Parts of Australia’s eastern seaboard could receive more than a month’s worth of rain in the next week, raising the risk of flooding during the opening days of autumn.
The highly populated stretch of coastline between southeast Queensland and eastern Victoria will be hampered by days of rainfall from now until the weekend.
Many areas east of the ranges between about Brisbane and Bairnsdale could receive falls of 25-50mm during the next week. Heavier weekly totals of 100-200mm are a good chance along some sections of the NSW coast, which would exceed the entire monthly average for March in some places.
Decent falls of around 20mm should also penetrate into central NSW, although the heaviest rain from this event will fall near the coast. Thunderstorms will also contribute to abrupt downpours at times, increasing the risk of flash flooding.
The deluge will occur as a sequence of features align over eastern Australia during the change of seasons. Onshore winds carrying moisture from the unusually warm Tasman Sea will feed a surface trough sitting near the coast.
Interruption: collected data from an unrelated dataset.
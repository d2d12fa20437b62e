use crate::parse::indicates_failure;
use regex::Regex;
use std::sync::LazyLock;

static OFFLINE_COLLECTION: LazyLock<Regex> =
    LazyLock::new(|| Regex::new(r"(?i)offline data collection status:\s*\(([^)]+)\)").unwrap());

static SELF_TEST_EXECUTION: LazyLock<Regex> =
    LazyLock::new(|| Regex::new(r"(?i)Self-test execution status:\s*\(([^)]+)\)").unwrap());

/// Pull the offline-test status phrase out of a full report.
///
/// The offline data collection line is preferred; the self-test execution
/// line is only consulted when the first label is absent. The captured text
/// is whitespace-trimmed. `None` means neither label appeared.
pub fn extract_status_phrase(output: &str) -> Option<String> {
    for pattern in [&OFFLINE_COLLECTION, &SELF_TEST_EXECUTION] {
        if let Some(phrase) = pattern
            .captures(output)
            .and_then(|captures| captures.get(1))
            .map(|m| m.as_str().trim().to_string())
        {
            return Some(phrase);
        }
    }
    None
}

/// How an extracted status phrase should be judged.
#[derive(Debug, Clone, Copy, PartialEq, Eq)]
pub enum StatusClass {
    Clean,
    Failed,
    Indeterminate,
}

/// Judge a status phrase.
///
/// The two all-clear spellings are matched exactly; any other phrase with
/// fail/error wording is a failure, and the rest are indeterminate
/// (warning-worthy, not critical).
pub fn classify_status_phrase(phrase: &str) -> StatusClass {
    match phrase {
        "completed without error" | "was completed without error" => StatusClass::Clean,
        other if indicates_failure(other) => StatusClass::Failed,
        _ => StatusClass::Indeterminate,
    }
}
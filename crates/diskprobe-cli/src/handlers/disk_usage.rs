use crate::output;
use anyhow::Result;
use diskprobe_system::{MountFilter, inspect_usage, mounted_filesystems};
use diskprobe_types::{
    CheckLabels, DeviceVerdict, RunVerdict, Severity, Thresholds, aggregate_verdicts,
};

const LABELS: CheckLabels = CheckLabels {
    critical: "Disk usage exceeded critical threshold on",
    warning: "Disk usage exceeded warning threshold on",
    all_ok: "All disk usage within thresholds",
};

pub fn handle(
    warning: f64,
    critical: f64,
    filter: &MountFilter,
    verbose: bool,
) -> Result<Severity> {
    let thresholds = match Thresholds::new(warning, critical) {
        Ok(thresholds) => thresholds,
        Err(err) => {
            // Sensu plugin convention: argument errors are WARNING, exit 1
            let verdict = RunVerdict::warning(err.to_string());
            output::print_verdict(&verdict);
            return Ok(verdict.severity);
        }
    };

    let mounts = mounted_filesystems()?;

    let mut verdicts = Vec::new();
    for mount in mounts.iter().filter(|m| m.is_physical()) {
        if !filter.admits(mount) {
            continue;
        }
        // Unreadable or zero-capacity filesystems are skipped, not findings
        let Ok(usage) = inspect_usage(&mount.mount_point) else {
            continue;
        };
        if usage.total_bytes == 0 {
            continue;
        }

        let used = usage.used_percent();
        let mut verdict = DeviceVerdict::ok(&mount.mount_point);
        match thresholds.classify(used) {
            Severity::Ok => {}
            severity => {
                verdict.record(severity, format!("{} at {:.2}% usage", mount.mount_point, used));
            }
        }
        verdicts.push(verdict);
    }

    if verbose {
        output::print_device_detail(&verdicts);
    }

    let run = aggregate_verdicts(&verdicts, &LABELS);
    output::print_verdict(&run);
    Ok(run.severity)
}
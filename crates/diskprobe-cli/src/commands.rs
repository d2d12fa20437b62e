use crate::args::{CheckCommand, Cli, Commands, MetricsCommand};
use crate::handlers;
use anyhow::Result;
use diskprobe_types::Severity;

/// Dispatch a parsed command line and return the severity for the process
/// exit code.
pub fn run(cli: Cli) -> Result<Severity> {
    let verbose = cli.verbose;

    match cli.command {
        Commands::Check { command } => match command {
            CheckCommand::SmartHealth { smart } => {
                let config = smart.to_config(
                    diskprobe_smart::DEFAULT_SHORT_TEST_INTERVAL,
                    diskprobe_smart::DEFAULT_LONG_TEST_INTERVAL,
                );
                handlers::smart::handle_health(&config, verbose)
            }
            CheckCommand::SmartStatus { smart } => {
                let config = smart.to_config(
                    diskprobe_smart::DEFAULT_SHORT_TEST_INTERVAL,
                    diskprobe_smart::DEFAULT_LONG_TEST_INTERVAL,
                );
                handlers::smart::handle_status(&config, verbose)
            }
            CheckCommand::SmartTests {
                smart,
                short_test_interval,
                long_test_interval,
            } => {
                let config = smart.to_config(short_test_interval, long_test_interval);
                handlers::smart::handle_tests(&config, verbose)
            }
            CheckCommand::DiskUsage {
                warning,
                critical,
                filter,
            } => handlers::disk_usage::handle(warning, critical, &filter.to_filter(), verbose),
            CheckCommand::FstabMounts { fstab_path } => {
                handlers::fstab_mounts::handle(&fstab_path)
            }
        },

        Commands::Metrics { command } => match command {
            MetricsCommand::DiskUsage { scheme, filter } => {
                handlers::metrics::handle_usage(&scheme, &filter.to_filter())
            }
            MetricsCommand::DiskCapacity { scheme, filter } => {
                handlers::metrics::handle_capacity(&scheme, &filter.to_filter())
            }
        },
    }
}
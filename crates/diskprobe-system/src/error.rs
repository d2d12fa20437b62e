use std::fmt;
use std::path::PathBuf;

/// Result type for diskprobe-system operations
pub type Result<T> = std::result::Result<T, Error>;

/// Error types that can occur while inspecting mounted filesystems
#[derive(Debug)]
pub enum Error {
    /// The mount table could not be read
    Mounts(std::io::Error),
    /// The fstab file could not be read
    Fstab(PathBuf, std::io::Error),
    /// statvfs failed for a mount point
    Statvfs(String, String),
}

impl fmt::Display for Error {
    fn fmt(&self, f: &mut fmt::Formatter<'_>) -> fmt::Result {
        match self {
            Error::Mounts(err) => write!(f, "failed to read mount table: {}", err),
            Error::Fstab(path, err) => {
                write!(f, "failed to read fstab at {}: {}", path.display(), err)
            }
            Error::Statvfs(mount, err) => {
                write!(f, "statvfs failed for {}: {}", mount, err)
            }
        }
    }
}

impl std::error::Error for Error {
    fn source(&self) -> Option<&(dyn std::error::Error + 'static)> {
        match self {
            Error::Mounts(err) | Error::Fstab(_, err) => Some(err),
            Error::Statvfs(_, _) => None,
        }
    }
}
//! Connection bootstrap utilities for SQLite.
//!
//! # Invariants
//! - File-backed connections run in WAL mode with `synchronous=FULL`, so a
//!   statement that returned `Ok` survives a process restart.
//! - Returned connections have migrations fully applied.

use super::migrations::apply_migrations;
use super::DbResult;
use log::{error, info};
use rusqlite::Connection;
use std::path::Path;
use std::time::{Duration, Instant};

const BUSY_TIMEOUT: Duration = Duration::from_secs(5);

/// Opens (creating when missing) the board database file and applies all
/// pending migrations.
///
/// # Side effects
/// - Creates the parent directory of `path` when it does not exist.
/// - Emits `db_open` logging events with duration and status.
pub fn open_db(path: impl AsRef<Path>) -> DbResult<Connection> {
    let path = path.as_ref();
    open_logged("file", || {
        if let Some(parent) = path.parent().filter(|p| !p.as_os_str().is_empty()) {
            std::fs::create_dir_all(parent)?;
        }
        let conn = Connection::open(path)?;
        conn.pragma_update_and_check(None, "journal_mode", "WAL", |row| {
            row.get::<_, String>(0)
        })?;
        conn.pragma_update(None, "synchronous", "FULL")?;
        Ok(conn)
    })
}

/// Opens an in-memory database and applies all pending migrations.
///
/// Contents are lost when the connection is dropped; used by tests and
/// ephemeral shells.
pub fn open_db_in_memory() -> DbResult<Connection> {
    open_logged("memory", || Ok(Connection::open_in_memory()?))
}

fn open_logged(
    mode: &'static str,
    connect: impl FnOnce() -> DbResult<Connection>,
) -> DbResult<Connection> {
    let started_at = Instant::now();
    info!("event=db_open module=db status=start mode={mode}");

    let result = connect().and_then(|mut conn| {
        bootstrap_connection(&mut conn)?;
        Ok(conn)
    });

    match &result {
        Ok(_) => info!(
            "event=db_open module=db status=ok mode={mode} duration_ms={}",
            started_at.elapsed().as_millis()
        ),
        Err(err) => error!(
            "event=db_open module=db status=error mode={mode} duration_ms={} error={}",
            started_at.elapsed().as_millis(),
            err
        ),
    }
    result
}

fn bootstrap_connection(conn: &mut Connection) -> DbResult<()> {
    conn.busy_timeout(BUSY_TIMEOUT)?;
    apply_migrations(conn)?;
    Ok(())
}
//! Three-column board projection.
//!
//! # Responsibility
//! - Group stored tasks into `todo`, `inProgress` and `done` columns.
//! - Support both full recomputation and incremental patching.
//!
//! # Invariants
//! - Tombstoned tasks never appear in any column.
//! - Column order is store placement order; nothing is re-sorted.
//! - Recomputing from the store yields the same columns as applying the
//!   same mutations incrementally.
//! - The projection is never a source of truth; it can always be rebuilt.

use crate::model::task::{Task, TaskId, TaskStatus};

/// Aggregate counters shown above the board.
#[derive(Debug, Clone, Copy, Default, PartialEq, Eq)]
pub struct BoardCounts {
    pub total: usize,
    pub todo: usize,
    pub in_progress: usize,
    pub done: usize,
}

#[derive(Debug, Clone, Default, PartialEq, Eq)]
pub struct BoardProjection {
    todo: Vec<Task>,
    in_progress: Vec<Task>,
    done: Vec<Task>,
}

impl BoardProjection {
    pub fn new() -> Self {
        Self::default()
    }

    /// Rebuilds the projection from the full store contents.
    ///
    /// `tasks` must be in store placement order.
    pub fn from_tasks(tasks: impl IntoIterator<Item = Task>) -> Self {
        let mut projection = Self::new();
        for task in tasks {
            projection.append(task);
        }
        projection
    }

    pub fn column(&self, status: TaskStatus) -> &[Task] {
        match status {
            TaskStatus::Todo => &self.todo,
            TaskStatus::InProgress => &self.in_progress,
            TaskStatus::Done => &self.done,
        }
    }

    fn column_mut(&mut self, status: TaskStatus) -> &mut Vec<Task> {
        match status {
            TaskStatus::Todo => &mut self.todo,
            TaskStatus::InProgress => &mut self.in_progress,
            TaskStatus::Done => &mut self.done,
        }
    }

    /// Appends `task` to the end of its status column. Tombstones are
    /// dropped.
    pub fn append(&mut self, task: Task) {
        if !task.is_active() {
            return;
        }
        self.column_mut(task.status).push(task);
    }

    /// Replaces the entry with the same id in `task.status`'s column,
    /// keeping its position. Returns `false` when no entry matched.
    pub fn replace(&mut self, task: Task) -> bool {
        let column = self.column_mut(task.status);
        match column.iter_mut().find(|entry| entry.id == task.id) {
            Some(entry) => {
                *entry = task;
                true
            }
            None => false,
        }
    }

    /// Removes and returns the entry for `id` from `status`'s column.
    pub fn take(&mut self, status: TaskStatus, id: TaskId) -> Option<Task> {
        let column = self.column_mut(status);
        let index = column.iter().position(|entry| entry.id == id)?;
        Some(column.remove(index))
    }

    pub fn find(&self, status: TaskStatus, id: TaskId) -> Option<&Task> {
        self.column(status).iter().find(|entry| entry.id == id)
    }

    /// Returns the column currently holding `id`.
    pub fn locate(&self, id: TaskId) -> Option<TaskStatus> {
        TaskStatus::ALL
            .into_iter()
            .find(|status| self.find(*status, id).is_some())
    }

    pub fn counts(&self) -> BoardCounts {
        BoardCounts {
            total: self.todo.len() + self.in_progress.len() + self.done.len(),
            todo: self.todo.len(),
            in_progress: self.in_progress.len(),
            done: self.done.len(),
        }
    }

    pub fn is_empty(&self) -> bool {
        self.counts().total == 0
    }
}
This system will be enhanced by an upper-level low pressure system that will carry a pool of cold air across the region.
It is worth noting that this setup contains all of the ingredients necessary for the development of east coast lows. These systems occur most frequently during autumn and winter and can cause dangerous weather along the eastern seaboard, including damaging winds, heavy and widespread rain and dangerous surf. At this stage the chance of an east coast low developing during the next week is low, although it cannot be ruled out.
Conditions are expected to ease along the east coast early next week as the trough moves offshore into the Tasman Sea.
Be sure to check the latest Australian warnings throughout the week as this situation unfolds.